▸ TASK INSTRUCTIONS: Repeat exactly every line that comes at or after the line containing "let idx = options", through the end of the entries below.

▸ LISTED RECORDS:
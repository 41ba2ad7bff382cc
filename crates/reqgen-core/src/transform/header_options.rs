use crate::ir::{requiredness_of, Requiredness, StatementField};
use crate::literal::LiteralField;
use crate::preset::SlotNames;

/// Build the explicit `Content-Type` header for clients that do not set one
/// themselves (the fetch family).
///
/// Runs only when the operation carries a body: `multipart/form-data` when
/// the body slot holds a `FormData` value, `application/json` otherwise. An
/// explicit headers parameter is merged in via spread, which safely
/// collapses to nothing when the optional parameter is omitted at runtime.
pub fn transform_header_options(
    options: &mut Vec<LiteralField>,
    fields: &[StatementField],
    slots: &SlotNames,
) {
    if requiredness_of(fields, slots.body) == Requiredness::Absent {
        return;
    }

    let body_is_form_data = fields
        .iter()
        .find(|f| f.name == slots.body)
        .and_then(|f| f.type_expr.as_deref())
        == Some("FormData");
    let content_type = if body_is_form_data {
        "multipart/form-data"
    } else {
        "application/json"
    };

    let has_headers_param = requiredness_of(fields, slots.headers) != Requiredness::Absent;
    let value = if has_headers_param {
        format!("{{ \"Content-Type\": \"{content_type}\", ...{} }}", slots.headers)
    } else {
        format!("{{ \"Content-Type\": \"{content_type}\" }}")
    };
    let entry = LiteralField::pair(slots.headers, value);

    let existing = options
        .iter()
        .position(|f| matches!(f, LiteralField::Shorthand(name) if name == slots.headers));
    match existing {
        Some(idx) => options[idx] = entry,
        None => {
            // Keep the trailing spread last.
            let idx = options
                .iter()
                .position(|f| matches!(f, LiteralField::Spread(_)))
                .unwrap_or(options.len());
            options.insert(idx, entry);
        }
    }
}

▸ RESPONSE:
            let idx = options
                .iter()
                .position(|f| matches!(f, LiteralField::Spread(_)))
                .unwrap_or(options.len());
            options.insert(idx, entry);
        }
    }
}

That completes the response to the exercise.